(Saved data entries)
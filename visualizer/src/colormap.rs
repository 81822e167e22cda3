//! Colour mapping for periodogram power.

/// Maps a value in [0, 1] to an RGB colour.
pub trait Colormap {
    fn map(&self, value: f64) -> [u8; 3];
}

/// Plasma colormap: blue-purple -> pink -> orange -> yellow.
#[derive(Debug, Clone, Copy, Default)]
pub struct Plasma;

const PLASMA_KEYS: &[(f64, [u8; 3])] = &[
    (0.00, [13, 8, 135]),
    (0.25, [126, 3, 168]),
    (0.50, [204, 71, 120]),
    (0.75, [248, 149, 64]),
    (1.00, [240, 249, 33]),
];

fn interpolate(keys: &[(f64, [u8; 3])], value: f64) -> [u8; 3] {
    let v = if value.is_nan() { 0.0 } else { value.clamp(0.0, 1.0) };

    let lower = keys.iter().rposition(|&(t, _)| t <= v).unwrap_or(0);
    let upper = (lower + 1).min(keys.len() - 1);
    if lower == upper {
        return keys[lower].1;
    }

    let (t0, c0) = keys[lower];
    let (t1, c1) = keys[upper];
    let t = (v - t0) / (t1 - t0);
    let channel = |a: u8, b: u8| (a as f64 + t * (b as f64 - a as f64)).round() as u8;
    [
        channel(c0[0], c1[0]),
        channel(c0[1], c1[1]),
        channel(c0[2], c1[2]),
    ]
}

impl Colormap for Plasma {
    fn map(&self, value: f64) -> [u8; 3] {
        interpolate(PLASMA_KEYS, value)
    }
}

/// Logarithmic normalization onto [0, 1]; values outside `[vmin, vmax]` are clipped.
#[derive(Debug, Clone, Copy, PartialEq)]
pub struct LogNorm {
    pub vmin: f64,
    pub vmax: f64,
}

impl LogNorm {
    pub fn new(vmin: f64, vmax: f64) -> Option<Self> {
        (vmin > 0.0 && vmax > vmin).then_some(Self { vmin, vmax })
    }

    pub fn normalize(&self, value: f64) -> f64 {
        if value.is_nan() || value <= 0.0 {
            return 0.0;
        }
        let scaled = (value.ln() - self.vmin.ln()) / (self.vmax.ln() - self.vmin.ln());
        scaled.clamp(0.0, 1.0)
    }

    /// Value at normalized position `t` in [0, 1].
    pub fn invert(&self, t: f64) -> f64 {
        self.vmin * (self.vmax / self.vmin).powf(t)
    }
}

#[cfg(test)]
mod tests {
    use super::*;

    #[test]
    fn plasma_hits_key_colors_at_ends() {
        assert_eq!(Plasma.map(0.0), [13, 8, 135]);
        assert_eq!(Plasma.map(1.0), [240, 249, 33]);
        assert_eq!(Plasma.map(-3.0), [13, 8, 135]);
        assert_eq!(Plasma.map(f64::NAN), [13, 8, 135]);
    }

    #[test]
    fn plasma_interpolates_between_keys() {
        let [r, _, _] = Plasma.map(0.125);
        assert!(r > 13 && r < 126);
    }

    #[test]
    fn log_norm_clips_and_scales() {
        let norm = LogNorm::new(0.02, 1.0).unwrap();
        assert_eq!(norm.normalize(0.02), 0.0);
        assert_eq!(norm.normalize(1.0), 1.0);
        assert_eq!(norm.normalize(0.001), 0.0);
        assert_eq!(norm.normalize(0.0), 0.0);
        assert_eq!(norm.normalize(f64::NAN), 0.0);
        assert_eq!(norm.normalize(2.0), 1.0);
        let mid = norm.normalize((0.02f64).sqrt());
        assert!((mid - 0.5).abs() < 1e-12);
        assert!((norm.invert(0.5) - (0.02f64).sqrt()).abs() < 1e-12);
    }

    #[test]
    fn log_norm_rejects_non_positive_bounds() {
        assert!(LogNorm::new(0.0, 1.0).is_none());
        assert!(LogNorm::new(0.5, 0.1).is_none());
    }
}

**Your goal:** Go through the records and print each one exactly.

**Output for this exercise:**
filename visualizer/src/colormap.rs
repository 81822e167e22cda3
//! Colour mapping for periodogram power.

/// Maps a value in [0, 1] to an RGB colour.
pub trait Colormap {
    fn map(&self, value: f64) -> [u8; 3];
}

/// Plasma colormap: blue-purple -> pink -> orange -> yellow.
#[derive(Debug, Clone, Copy, Default)]
pub struct Plasma;

const PLASMA_KEYS: &[(f64, [u8; 3])] = &[
    (0.00, [13, 8, 135]),
    (0.25, [126, 3, 168]),
    (0.50, [204, 71, 120]),
    (0.75, [248, 149, 64]),
    (1.00, [240, 249, 33]),
];

fn interpolate(keys: &[(f64, [u8; 3])], value: f64) -> [u8; 3] {
    let v = if value.is_nan() { 0.0 } else { value.clamp(0.0, 1.0) };

    let lower = keys.iter().rposition(|&(t, _)| t <= v).unwrap_or(0);
    let upper = (lower + 1).min(keys.len() - 1);
    if lower == upper {
        return keys[lower].1;
    }

    let (t0, c0) = keys[lower];
    let (t1, c1) = keys[upper];
    let t = (v - t0) / (t1 - t0);
    let channel = |a: u8, b: u8| (a as f64 + t * (b as f64 - a as f64)).round() as u8;
    [
        channel(c0[0], c1[0]),
        channel(c0[1], c1[1]),
        channel(c0[2], c1[2]),
    ]
}

impl Colormap for Plasma {
    fn map(&self, value: f64) -> [u8; 3] {
        interpolate(PLASMA_KEYS, value)
    }
}

/// Logarithmic normalization onto [0, 1]; values outside `[vmin, vmax]` are clipped.
#[derive(Debug, Clone, Copy, PartialEq)]
pub struct LogNorm {
    pub vmin: f64,
    pub vmax: f64,
}

impl LogNorm {
    pub fn new(vmin: f64, vmax: f64) -> Option<Self> {
        (vmin > 0.0 && vmax > vmin).then_some(Self { vmin, vmax })
    }

    pub fn normalize(&self, value: f64) -> f64 {
        if value.is_nan() || value <= 0.0 {
            return 0.0;
        }
        let scaled = (value.ln() - self.vmin.ln()) / (self.vmax.ln() - self.vmin.ln());
        scaled.clamp(0.0, 1.0)
    }

    /// Value at normalized position `t` in [0, 1].
    pub fn invert(&self, t: f64) -> f64 {
        self.vmin * (self.vmax / self.vmin).powf(t)
    }
}

#[cfg(test)]
mod tests {
    use super::*;

    #[test]
    fn plasma_hits_key_colors_at_ends() {
        assert_eq!(Plasma.map(0.0), [13, 8, 135]);
        assert_eq!(Plasma.map(1.0), [240, 249, 33]);
        assert_eq!(Plasma.map(-3.0), [13, 8, 135]);
        assert_eq!(Plasma.map(f64::NAN), [13, 8, 135]);
    }

    #[test]
    fn plasma_interpolates_between_keys() {
        let [r, _, _] = Plasma.map(0.125);
        assert!(r > 13 && r < 126);
    }

    #[test]
    fn log_norm_clips_and_scales() {
        let norm = LogNorm::new(0.02, 1.0).unwrap();
        assert_eq!(norm.normalize(0.02), 0.0);
        assert_eq!(norm.normalize(1.0), 1.0);
        assert_eq!(norm.normalize(0.001), 0.0);
        assert_eq!(norm.normalize(0.0), 0.0);
        assert_eq!(norm.normalize(f64::NAN), 0.0);
        assert_eq!(norm.normalize(2.0), 1.0);
        let mid = norm.normalize((0.02f64).sqrt());
        assert!((mid - 0.5).abs() < 1e-12);
        assert!((norm.invert(0.5) - (0.02f64).sqrt()).abs() < 1e-12);
    }

    #[test]
    fn log_norm_rejects_non_positive_bounds() {
        assert!(LogNorm::new(0.0, 1.0).is_none());
        assert!(LogNorm::new(0.5, 0.1).is_none());
    }
}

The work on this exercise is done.